Куда большей по последствиям была крупная эпидемическая вспышка, возникшая около 1364 гг. на территории Улуса Джучи. В русских летописях она получила собственное название « Великий мор ». Фактически это были проявления начавшейся около 1360 г. второй волны Второй пандемии чумы. Многие отечественные исследователи связывали ее с продолжением эпидемии, возникшей в 1360 г. в Пскове. Но если исходить из данных исторических источников « псковский мор лета 6852 » скорее являлся либо местной локальной вспышкой, либо продолжением европейской чумы. Поэтому, исходя из данных эпидемиологических исследований, скорее всего, как и в случае с 1346–1348 гг., речь идет о вспышке, произошедшей на Нижней Волге или южнее. Именно об этом свидетельствует запись, сделанная персидским летописцем Фасих ал-Хавафи, указавшим на произошедшую в 1359/60 гг. вспышку эпидемии в Азербайджане.
Наиболее подробно эти события, как и в случае с ордынским « мором лета 6854 », были описаны в Троицкой летописи. Ценность представленной в этом летописном своде информации заключается в том, что в ней присутствуют личные оценки летописца о происходивших событиях. Сам текст отрывка имеет ярко выраженный хаотический характер, что зачастую приводит к повторению уже упомянутых фактов.
Согласно точке зрения автора данного летописного свода, разразившаяся эпидемия чумы является божьим наказанием за грехи человеческие. Местом ее начала был обозначен Нижний Новгород « и на уезде Сару, и на Киши, и по странамъ и по волостемъ ». Скорее всего речь могла идти о приходе чумы именно с юго-востока, так как татарская крепость Сары Кылыч (Саров) и село Киши находились от данного города именно в этом направлении. Это предположение подтверждает сам летописец, когда чуть ниже указывает на ордынский город Бельджамен. « Пришел изъ Низу отъ Бездежа в Новгородъ Нижти ».

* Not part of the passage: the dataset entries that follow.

use std::path::PathBuf;
use thiserror::Error;

/// Errors raised while walking and rendering a tree
#[derive(Error, Debug)]
pub enum TreeError {
    #[error("Cannot open directory '{path}': {source}")]
    DirectoryOpen {
        path: PathBuf,
        #[source]
        source: std::io::Error,
    },

    #[error("Cannot read entries of '{path}': {source}")]
    DirectoryRead {
        path: PathBuf,
        #[source]
        source: std::io::Error,
    },

    #[error("Cannot stat '{path}': {source}")]
    Metadata {
        path: PathBuf,
        #[source]
        source: std::io::Error,
    },

    #[error("Cannot resolve owner (uid {uid}) of '{path}': {reason}")]
    OwnerLookup {
        uid: u32,
        path: PathBuf,
        reason: String,
    },

    #[error("Failed to write output: {0}")]
    Output(#[from] std::io::Error),
}

/// Result type alias for convenience
pub type Result<T> = std::result::Result<T, TreeError>;
use std::io::Write;
use std::os::unix::ffi::OsStrExt;

use super::entry::DirEntryInfo;
use super::size::scale;
use super::walker::TraversalCounters;
use crate::error::Result;

pub const BRANCH: &str = "├── ";
pub const BRANCH_CONTINUATION: &str = "│   ";
pub const TERMINAL: &str = "└── ";
pub const TERMINAL_CONTINUATION: &str = "    ";

/// Connector for an entry and the continuation its children inherit
#[derive(Debug, Clone, Copy, PartialEq, Eq)]
pub struct Glyphs {
    pub connector: &'static str,
    pub continuation: &'static str,
}

impl Glyphs {
    pub fn for_position(is_last: bool) -> Self {
        if is_last {
            Self {
                connector: TERMINAL,
                continuation: TERMINAL_CONTINUATION,
            }
        } else {
            Self {
                connector: BRANCH,
                continuation: BRANCH_CONTINUATION,
            }
        }
    }
}

/// Write one entry line, e.g. `│   ├── [ 1234 2049 -rw-r--r-- alice 4K ]  notes.txt`
///
/// The name is written as its raw bytes.
pub fn write_entry<W: Write + ?Sized>(
    out: &mut W,
    prefix: &str,
    connector: &str,
    entry: &DirEntryInfo,
) -> Result<()> {
    let (unit, value) = scale(entry.size_bytes);
    write!(
        out,
        "{}{}[ {} {} {} {} {}{} ]  ",
        prefix,
        connector,
        entry.inode,
        entry.device,
        entry.permissions,
        entry.owner_name,
        value,
        unit
    )?;
    out.write_all(entry.name.as_bytes())?;
    out.write_all(b"\n")?;
    Ok(())
}

/// Write the trailing blank line and totals.
///
/// The root directory is counted by the traversal like any other, so it is
/// subtracted here once.
pub fn write_summary<W: Write + ?Sized>(out: &mut W, counters: &TraversalCounters) -> Result<()> {
    writeln!(out)?;
    writeln!(
        out,
        "{} directories, {} files",
        counters.dirs.saturating_sub(1),
        counters.files
    )?;
    Ok(())
}
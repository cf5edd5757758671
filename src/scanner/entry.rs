use std::ffi::OsString;
use std::fmt;
use std::fs::Metadata;
use std::os::unix::fs::MetadataExt;
use std::path::PathBuf;

use nix::sys::stat::{mode_t, Mode};

/// Permission bits tested in display order after the type marker
const PERMISSION_BITS: [(Mode, u8); 9] = [
    (Mode::S_IRUSR, b'r'),
    (Mode::S_IWUSR, b'w'),
    (Mode::S_IXUSR, b'x'),
    (Mode::S_IRGRP, b'r'),
    (Mode::S_IWGRP, b'w'),
    (Mode::S_IXGRP, b'x'),
    (Mode::S_IROTH, b'r'),
    (Mode::S_IWOTH, b'w'),
    (Mode::S_IXOTH, b'x'),
];

/// `ls`-style mode string: type marker followed by rwx for user, group, other.
#[derive(Debug, Clone, Copy, PartialEq, Eq)]
pub struct PermissionString([u8; 10]);

impl PermissionString {
    pub fn from_mode(mode: u32, is_dir: bool) -> Self {
        let mode = Mode::from_bits_truncate(mode as mode_t);
        let mut chars = [b'-'; 10];
        if is_dir {
            chars[0] = b'd';
        }
        for (slot, (flag, c)) in chars[1..].iter_mut().zip(PERMISSION_BITS) {
            if mode.contains(flag) {
                *slot = c;
            }
        }
        Self(chars)
    }

    pub fn from_metadata(metadata: &Metadata) -> Self {
        Self::from_mode(metadata.mode(), metadata.is_dir())
    }

    pub fn as_str(&self) -> &str {
        // Only ASCII bytes are ever stored
        std::str::from_utf8(&self.0).unwrap_or("----------")
    }
}

impl fmt::Display for PermissionString {
    fn fmt(&self, f: &mut fmt::Formatter<'_>) -> fmt::Result {
        f.write_str(self.as_str())
    }
}

/// One non-hidden entry of a directory listing, with its resolved metadata.
#[derive(Debug, Clone)]
pub struct DirEntryInfo {
    /// Full path used to descend into the entry
    pub path: PathBuf,

    /// Raw base name, never empty and never starting with '.'
    pub name: OsString,

    /// Serial number from the directory entry itself
    pub inode: u64,

    /// Device the (followed) entry resides on
    pub device: u64,

    pub permissions: PermissionString,

    /// Login name of the owning user
    pub owner_name: String,

    /// Byte size at scan time
    pub size_bytes: u64,

    /// True if the entry itself is a directory (symlinks are not followed)
    pub is_directory: bool,
}

#[cfg(test)]
mod tests {
    use super::*;

    #[test]
    fn test_permissions_regular_file() {
        assert_eq!(PermissionString::from_mode(0o644, false).as_str(), "-rw-r--r--");
        assert_eq!(PermissionString::from_mode(0o755, false).as_str(), "-rwxr-xr-x");
    }

    #[test]
    fn test_permissions_directory() {
        assert_eq!(PermissionString::from_mode(0o040755, true).as_str(), "drwxr-xr-x");
        assert_eq!(PermissionString::from_mode(0o700, true).to_string(), "drwx------");
    }

    #[test]
    fn test_permissions_each_bit_independent() {
        let expected = [
            (0o400, "-r--------"),
            (0o200, "--w-------"),
            (0o100, "---x------"),
            (0o040, "----r-----"),
            (0o020, "-----w----"),
            (0o010, "------x---"),
            (0o004, "-------r--"),
            (0o002, "--------w-"),
            (0o001, "---------x"),
        ];
        for (mode, s) in expected {
            assert_eq!(PermissionString::from_mode(mode, false).as_str(), s, "mode {:o}", mode);
        }
    }

    #[test]
    fn test_permissions_ignore_special_bits() {
        // setuid, setgid and sticky are not shown
        assert_eq!(PermissionString::from_mode(0o7777, false).as_str(), "-rwxrwxrwx");
        assert_eq!(PermissionString::from_mode(0o1000, true).as_str(), "d---------");
    }

    #[test]
    fn test_permissions_from_metadata() {
        use std::fs::{self, File, Permissions};
        use std::os::unix::fs::PermissionsExt;
        use tempfile::TempDir;

        let dir = TempDir::new().unwrap();
        let file = dir.path().join("script.sh");
        File::create(&file).unwrap();
        fs::set_permissions(&file, Permissions::from_mode(0o750)).unwrap();

        let meta = fs::metadata(&file).unwrap();
        assert_eq!(PermissionString::from_metadata(&meta).as_str(), "-rwxr-x---");

        let meta = fs::metadata(dir.path()).unwrap();
        assert!(PermissionString::from_metadata(&meta).as_str().starts_with('d'));
    }
}
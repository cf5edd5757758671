use nix::unistd::{Uid, User};

/// Resolves a numeric user id to a display name.
pub trait UserLookup {
    /// Returns the login name for `uid`, or a reason why none could be found.
    fn user_name(&self, uid: u32) -> std::result::Result<String, String>;
}

/// Looks users up in the system password database.
#[derive(Debug, Clone, Copy, Default)]
pub struct SystemUsers;

impl UserLookup for SystemUsers {
    fn user_name(&self, uid: u32) -> std::result::Result<String, String> {
        match User::from_uid(Uid::from_raw(uid)) {
            Ok(Some(user)) => Ok(user.name),
            Ok(None) => Err("no such user".to_string()),
            Err(errno) => Err(errno.to_string()),
        }
    }
}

Далее, если следовать тексту « Троицкой летописи », возникшая летом 1364 г. эпидемия продолжила собирать свой урожай поздней осенью и зимой в Коломне и в Рязани. Летом 1365 и 1366 г. — Переславле и Москве. Причем наибольший размах эпидемии пришелся именно на Переславль. Здесь, если верить летописцу, « мерли люди по многу на день, по 20, по 30 на день, иногда на день 60, 70 человекъ, а иногда по 100 ». Погибших было столь много, что « мало живыхъ, темъ не успеваху живыи мертвыхъ, понеже уможишася, множество мертвыхъ, а мало живыхъ, темъ не успиваху живыи мертвыхъ опрятывати, ниже довольну бяху здравые и десятерымъ болемъ на потребу да послужить. Погребаху же овогда два, три въ едину могилу, овогда же 5, 6, иногда можно до десяти, есть же другоици егда боле 10 въ едину могилу прокладаху, а въ дворе инде единъ человек остася, а инде мнози двори пусти беша ».